Бывая на авиазаводе ЦАГИ, Светлов познакомился с основными технологическими процессами изготовления самолета ТБ-3 вплоть до выкатки его на аэродром и облета. Летчиком-испытателем на этом предприятии в то время работал Алексей Константинович Туманский, хорошо известный своими полетами еще на знаменитом «Илье Муромце». Светлов очень гордился тем, что при облетах самолета ТБ-3 ему доводилось подниматься в воздух вместе с А. К. Туманским.

Перед войной Светлов переквалифицировался, стал заместителем начальника штаба полка, а затем дивизии. Живая, активная штабная работа пришлась ему по душе и не только увлекла, но просто захватила. Он был аккуратен и исполнителен. Любой из офицеров мог позавидовать культуре в его штабной работе. Разработанные им документы отличались четкостью изложения и ясностью мысли. К Петру Герасимовичу летчики и штурманы обращались по различным вопросам, и всех он внимательно выслушивал, оказывал помощь, давал нужные советы. Молодежь особенно тянулась к нему. Привязался к Светлову и Хосе Мокайо. Зная его затруднения в русском языке, Петр Герасимович определил для Хосе новый порядок доклада о выполнении боевого задания, отличавшийся от установленного — сначала устный доклад, а затем письменное донесение. Они делали наоборот. Вначале Мокайо чертил схему цели, наносил разрывы бомб на ней, а затем приступал к письменному донесению. Надо сказать, что работал Мокайо обстоятельно, не торопясь, со знанием дела. Затем отвечал на интересующие Светлова вопросы. Несмотря на определенную трудность, им всегда удавалось найти общий язык. Надо сказать, что и товарищи старались уделять Хосе максимум внимания, во всем помогать.

Хосе Мокайо твердо верил в победу над фашизмом. Во имя этого он отдавал все силы и знания. Но после одного из боевых вылетов под Сталинград полк облетела скорбная весть: Хосе не вернулся с задания. Память об этом замечательном сыне испанского народа навсегда осталась в сердцах однополчан.

Начиналось лето 1943 года. На фронте было сравнительно спокойно. Но так только казалось. По данным разведки стало известно, что в районе Курского выступа гитлеровское командование сосредоточивает крупные силы. Оно рассчитывало взять реванш за Сталинград, разгромить советские войска.

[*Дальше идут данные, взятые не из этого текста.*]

//! Aggregates counts for the caller's dashboard.

use std::collections::BTreeMap;
use std::sync::Arc;

use serde::Serialize;

use clinic_core::error::AppError;
use clinic_database::repositories::{AppointmentRepository, NotificationRepository, UserRepository};
use clinic_entity::appointment::AppointmentStatus;
use clinic_entity::user::UserRole;

use crate::context::RequestContext;

/// Dashboard payload, tagged by `view`.
#[derive(Debug, Clone, Serialize)]
#[serde(tag = "view", rename_all = "snake_case")]
pub enum Dashboard {
    Patient {
        appointments_by_status: BTreeMap<String, i64>,
        open_appointments: i64,
        unread_notifications: i64,
    },
    ClinicalStaff {
        pending: i64,
        under_review: i64,
        assigned: i64,
        unread_notifications: i64,
    },
    Doctor {
        assigned: i64,
        confirmed: i64,
        rescheduled: i64,
        completed: i64,
        unread_notifications: i64,
    },
    Admin {
        users_by_role: BTreeMap<String, i64>,
        appointments_by_status: BTreeMap<String, i64>,
    },
}

/// Builds dashboards from repository counts.
#[derive(Debug, Clone)]
pub struct DashboardService {
    appointment_repo: Arc<AppointmentRepository>,
    user_repo: Arc<UserRepository>,
    notif_repo: Arc<NotificationRepository>,
}

/// Every status with its count, zero when absent.
fn by_status(rows: &[(AppointmentStatus, i64)]) -> BTreeMap<String, i64> {
    AppointmentStatus::ALL
        .into_iter()
        .map(|status| {
            let count = rows
                .iter()
                .find(|(s, _)| *s == status)
                .map_or(0, |(_, n)| *n);
            (status.to_string(), count)
        })
        .collect()
}

fn count_of(rows: &[(AppointmentStatus, i64)], status: AppointmentStatus) -> i64 {
    rows.iter()
        .find(|(s, _)| *s == status)
        .map_or(0, |(_, n)| *n)
}

impl DashboardService {
    /// Creates a new dashboard service.
    pub fn new(
        appointment_repo: Arc<AppointmentRepository>,
        user_repo: Arc<UserRepository>,
        notif_repo: Arc<NotificationRepository>,
    ) -> Self {
        Self {
            appointment_repo,
            user_repo,
            notif_repo,
        }
    }

    /// The dashboard for the caller's role.
    pub async fn for_user(&self, ctx: &RequestContext) -> Result<Dashboard, AppError> {
        match ctx.role {
            UserRole::Student | UserRole::AcademicStaff => {
                let rows = self
                    .appointment_repo
                    .count_by_status(Some(ctx.user_id), None)
                    .await?;
                let open = rows
                    .iter()
                    .filter(|(s, _)| s.is_active())
                    .map(|(_, n)| n)
                    .sum();
                Ok(Dashboard::Patient {
                    appointments_by_status: by_status(&rows),
                    open_appointments: open,
                    unread_notifications: self.notif_repo.count_unread(ctx.user_id).await?,
                })
            }
            UserRole::ClinicalStaff => {
                let rows = self.appointment_repo.count_by_status(None, None).await?;
                Ok(Dashboard::ClinicalStaff {
                    pending: count_of(&rows, AppointmentStatus::Pending),
                    under_review: count_of(&rows, AppointmentStatus::UnderReview),
                    assigned: count_of(&rows, AppointmentStatus::Assigned),
                    unread_notifications: self.notif_repo.count_unread(ctx.user_id).await?,
                })
            }
            UserRole::Doctor => {
                let rows = self
                    .appointment_repo
                    .count_by_status(None, Some(ctx.user_id))
                    .await?;
                Ok(Dashboard::Doctor {
                    assigned: count_of(&rows, AppointmentStatus::Assigned),
                    confirmed: count_of(&rows, AppointmentStatus::Confirmed),
                    rescheduled: count_of(&rows, AppointmentStatus::Rescheduled),
                    completed: count_of(&rows, AppointmentStatus::Completed),
                    unread_notifications: self.notif_repo.count_unread(ctx.user_id).await?,
                })
            }
            UserRole::Admin | UserRole::Superadmin => {
                let users = self.user_repo.count_by_role().await?;
                let rows = self.appointment_repo.count_by_status(None, None).await?;
                Ok(Dashboard::Admin {
                    users_by_role: UserRole::ALL
                        .into_iter()
                        .map(|role| {
                            let n = users.iter().find(|(r, _)| *r == role).map_or(0, |(_, n)| *n);
                            (role.to_string(), n)
                        })
                        .collect(),
                    appointments_by_status: by_status(&rows),
                })
            }
        }
    }
}

#[cfg(test)]
mod tests {
    use super::*;

    #[test]
    fn test_by_status_zero_fills() {
        let rows = vec![(AppointmentStatus::Pending, 4), (AppointmentStatus::Completed, 2)];
        let map = by_status(&rows);
        assert_eq!(map.len(), 8);
        assert_eq!(map["pending"], 4);
        assert_eq!(map["completed"], 2);
        assert_eq!(map["cancelled"], 0);
    }

    #[test]
    fn test_dashboard_tag() {
        let json = serde_json::to_value(Dashboard::Doctor {
            assigned: 1,
            confirmed: 2,
            rescheduled: 0,
            completed: 5,
            unread_notifications: 3,
        })
        .unwrap();
        assert_eq!(json["view"], "doctor");
        assert_eq!(json["completed"], 5);
    }
}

Большие надежды на наступавшее лето возлагали и мы. Верили, что освобождение родной советской земли, начало которому положили сокрушительные удары на Волге и на Дону, будет продолжено новыми победами. Эту уверенность в нас укрепляли возросшая мощь наших сухопутных войск, особенно танковых и артиллерийских, а также прочно удерживаемое нами господство в воздухе.

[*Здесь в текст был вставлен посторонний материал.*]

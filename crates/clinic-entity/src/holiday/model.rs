//! Academic holiday entity model.

use chrono::{DateTime, Datelike, NaiveDate, Utc};
use serde::{Deserialize, Serialize};
use sqlx::FromRow;
use uuid::Uuid;

use super::kind::HolidayKind;

/// A calendar entry that may block appointment booking.
#[derive(Debug, Clone, Serialize, Deserialize, FromRow)]
pub struct AcademicHoliday {
    /// Unique identifier.
    pub id: Uuid,
    /// Display name (unique per academic year).
    pub name: String,
    /// First day (inclusive).
    pub start_date: NaiveDate,
    /// Last day (inclusive).
    pub end_date: NaiveDate,
    /// Classification.
    pub holiday_type: HolidayKind,
    /// Whether booking is closed on these days.
    pub blocks_appointments: bool,
    /// Where the entry came from (URL, `national`, `manual`, ...).
    pub source: String,
    /// Academic year label, e.g. `2025-2026`.
    pub academic_year: String,
    pub created_at: DateTime<Utc>,
    pub updated_at: DateTime<Utc>,
}

impl AcademicHoliday {
    /// Whether `date` falls inside this entry.
    pub fn covers(&self, date: NaiveDate) -> bool {
        self.start_date <= date && date <= self.end_date
    }
}

/// Insert-or-update input keyed by `(name, academic_year)`.
#[derive(Debug, Clone, PartialEq, Eq, Serialize, Deserialize)]
pub struct UpsertHoliday {
    pub name: String,
    pub start_date: NaiveDate,
    pub end_date: NaiveDate,
    pub holiday_type: HolidayKind,
    pub blocks_appointments: bool,
    pub source: String,
    pub academic_year: String,
}

/// Whether an upsert created a new row or updated an existing one.
#[derive(Debug, Clone, Copy, PartialEq, Eq)]
pub enum UpsertOutcome {
    Created,
    Updated,
}

/// Academic year label for a year starting in autumn of `year`.
pub fn academic_year_label(year: i32) -> String {
    format!("{}-{}", year, year + 1)
}

/// Academic year a date belongs to. Years roll over on September 1st.
pub fn academic_year_of(date: NaiveDate) -> String {
    if date.month() >= 9 {
        academic_year_label(date.year())
    } else {
        academic_year_label(date.year() - 1)
    }
}

#[cfg(test)]
mod tests {
    use super::*;

    #[test]
    fn test_academic_year_rollover() {
        let autumn = NaiveDate::from_ymd_opt(2025, 10, 29).unwrap();
        let spring = NaiveDate::from_ymd_opt(2026, 4, 23).unwrap();
        assert_eq!(academic_year_of(autumn), "2025-2026");
        assert_eq!(academic_year_of(spring), "2025-2026");
        assert_eq!(academic_year_label(2024), "2024-2025");
    }
}
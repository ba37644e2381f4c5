//! Notification delivery status enumeration.

use serde::{Deserialize, Serialize};
use std::fmt;

/// Delivery state of a notification.
#[derive(Debug, Clone, Copy, PartialEq, Eq, Hash, Serialize, Deserialize, sqlx::Type)]
#[sqlx(type_name = "notification_status", rename_all = "lowercase")]
#[serde(rename_all = "lowercase")]
pub enum NotificationStatus {
    /// Created, waiting for the delivery job.
    Pending,
    /// Delivered through its channel.
    Sent,
    /// Delivery failed.
    Failed,
    /// Seen by the recipient.
    Read,
}

impl NotificationStatus {
    /// Return the status as a lowercase string.
    pub fn as_str(&self) -> &'static str {
        match self {
            Self::Pending => "pending",
            Self::Sent => "sent",
            Self::Failed => "failed",
            Self::Read => "read",
        }
    }
}

impl fmt::Display for NotificationStatus {
    fn fmt(&self, f: &mut fmt::Formatter<'_>) -> fmt::Result {
        write!(f, "{}", self.as_str())
    }
}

В те дни полки 2-й гвардейской авиадивизии вели активные действия по срыву железнодорожных перевозок противника. Планомерным и систематическим бомбовым ударам подвергались железнодорожные узлы Минск, Витебск, Смоленск, Вязьма, Гомель, Брест, Могилев. Брянск, Орел. В боевых вылетах на эти объекты иногда одновременно участвовало до 400 бомбардировщиков, собранных из разных корпусов авиации дальнего действия.

За два года войны немцы создали в названных городах сильную противовоздушную оборону, ничем не уступавшую ПВО Берлина. Особенно сильно был прикрыт Брянск, ставший для врага крупной базой снабжения фронтового значения. Наши удары по этому узлу были систематическими и массированными. Недаром у нас в то время бытовала поговорка: «Кто над Брянском не бывал, тот зенитки не видал!»

Каждый железнодорожный узел прикрывали до сотни орудий зенитной артиллерии и более пятидесяти прожекторов, на подступах патрулировали истребители. Самым неожиданным и неприятным для летных экипажей было появление у противника радиолокационных станций орудийной наводки и самолетных радиолокаторов. Более того, единую радиолокационную линию с центром управления в Минске фашисты создали вдоль рокадной железной дороги Витебск-Орша-Могилев. Всевидящие радары, лучам которых не страшны ни облака, ни ночь, давали возможность немецкому командованию заблаговременно сообщать о приближении наших самолетов, своевременно подготовить к бою зенитную артиллерию и заранее выслать наперехват истребителей по маршрутам следования бомбардировщиков. Особенно опасным стал первый залп зенитной артиллерии. Участились встречи и с ночными истребителями, от атак которых сильно возрастали наши потери. Такая обстановка в воздухе держала экипажи в постоянном напряжении.

Радиолокация, как новый вид радиотехнических средств обнаружения воздушных целей, для нас была малознакомой. Поэтому, возвратившись с задания, летный состав все чаще докладывал: «На подходе к цели тихо. Вдруг — вспышки разрывов. Попадание в самолет. Не успеешь даже сманеврировать!»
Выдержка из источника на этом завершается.